1. Here is the predefined simple thermal policy and the corresponding code snippets for dynamic thermal management.

In [None]:
def thermal_policy(temp, freq_level):
# ↓↓↓ Write your thermal policy here  ↓↓↓ #
    if np.any(temp > temp_lim):
        freq_level = freq_level - 1
# ↑↑↑ Write your thermal policy here  ↑↑↑ #
    return freq_level


# Initialize the runtime parameters before the running
ins_left = np.array([6342]*4)
freq_level = np.array([8,8,8,8])
power_list = ([[],[],[],[]])
freq_list = ([[],[],[],[]])

# Run the simulation
while True: 
    create_flp_dynamic(freq_level,'flp_demo.flp',start_index=0)
    ins_left = ins_left - acc_factor[freq_level]
    print("run at freq: ", freq_level_list[freq_level[0]],freq_level_list[freq_level[1]],freq_level_list[freq_level[2]],freq_level_list[freq_level[3]], "GHz")
    run_output = subprocess.run([path_3d_ice, "stk_demo.stk"], stdout=subprocess.DEVNULL)
    temp=read_temp('CPU_DIE_flp.txt')
    
    # Thermal policy
    freq_level = thermal_policy(temp, freq_level)

    # Check and maintain the frequency level in the right range
    for i in range(4):
        if freq_level[i] < 0:
            freq_level[i] = 0
        if freq_level[i] > 8:
            freq_level[i] = 8
    # Stop condition
    if np.any(ins_left < 5000):
        break

2. Plot the temperature traces and check the evaluation results.

In [None]:
plot_cores('CPU_DIE_flp.txt')
eva_results('CPU_DIE_flp.txt')

3. You can even dig into the temperature/frequency/power trace of core0 to see how the system works

In [None]:
plot_all_trace('CPU_DIE_flp.txt',freq_list[0],power_list[0])

4. Can you understand how the thermal policy works? If so, go back to step 1 and propose a simple method to make the thermal policy better.

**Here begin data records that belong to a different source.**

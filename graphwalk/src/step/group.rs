// Copyright (c) 2024-2025 DeepGraph Inc.
// SPDX-License-Identifier: Apache-2.0
//
//! Grouping
//!
//! `group()` partitions the stream into key → aggregate. When the value
//! traversal ends in an incremental reducer the fold happens per arrival
//! (no per-key buffering); otherwise arrivals are buffered per key and the
//! value traversal runs once over each bucket at the end. The side-effect
//! forms (`group("x")`, `groupCount("x")`, `tree("x")`) pass traversers
//! through unchanged and publish the final aggregate into the side-effect
//! registry on upstream exhaustion.

use std::collections::{BTreeMap, HashMap, VecDeque};

use crate::step::reduce::{Accumulator, Reduction};
use crate::step::{step_common, ByMod, Requirements, Step, StepMeta, StepOut, TraversalRing};
use crate::structure::value::Value;
use crate::traversal::{TraversalContext, TraversalError};
use crate::traverser::Traverser;

#[derive(Debug, Clone)]
enum ValuePlan {
    /// Value traversal ends in a reducer: stream through its prefix and
    /// fold per arrival.
    Stream { prefix: crate::traversal::Traversal, reduction: Reduction },
    /// Buffer arrivals per key; run the modulator over each bucket at the
    /// end.
    Buffer(ByMod),
}

#[derive(Debug, Clone)]
enum Bucket {
    Acc(Accumulator),
    Items(Vec<Traverser>),
}

#[derive(Debug, Clone)]
pub struct GroupStep {
    meta: StepMeta,
    starts: VecDeque<Traverser>,
    key: Option<ByMod>,
    value: Option<ByMod>,
    plan: Option<ValuePlan>,
    buckets: HashMap<Value, Bucket>,
    side_effect_key: Option<String>,
    finalized: bool,
}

## Additional EX5: Design a heat sink for the 3D MPSoC
Based on the knowledge learned from this course, including power modeling, 3D-ICE thermal modeling, and heat sink design, try to design a heat sink for the provided 3D MPSoC configuration (EX3) to investigate the differences in the thermal behaviors of the default heat sink in 3D-ICE and your own designed heat sink.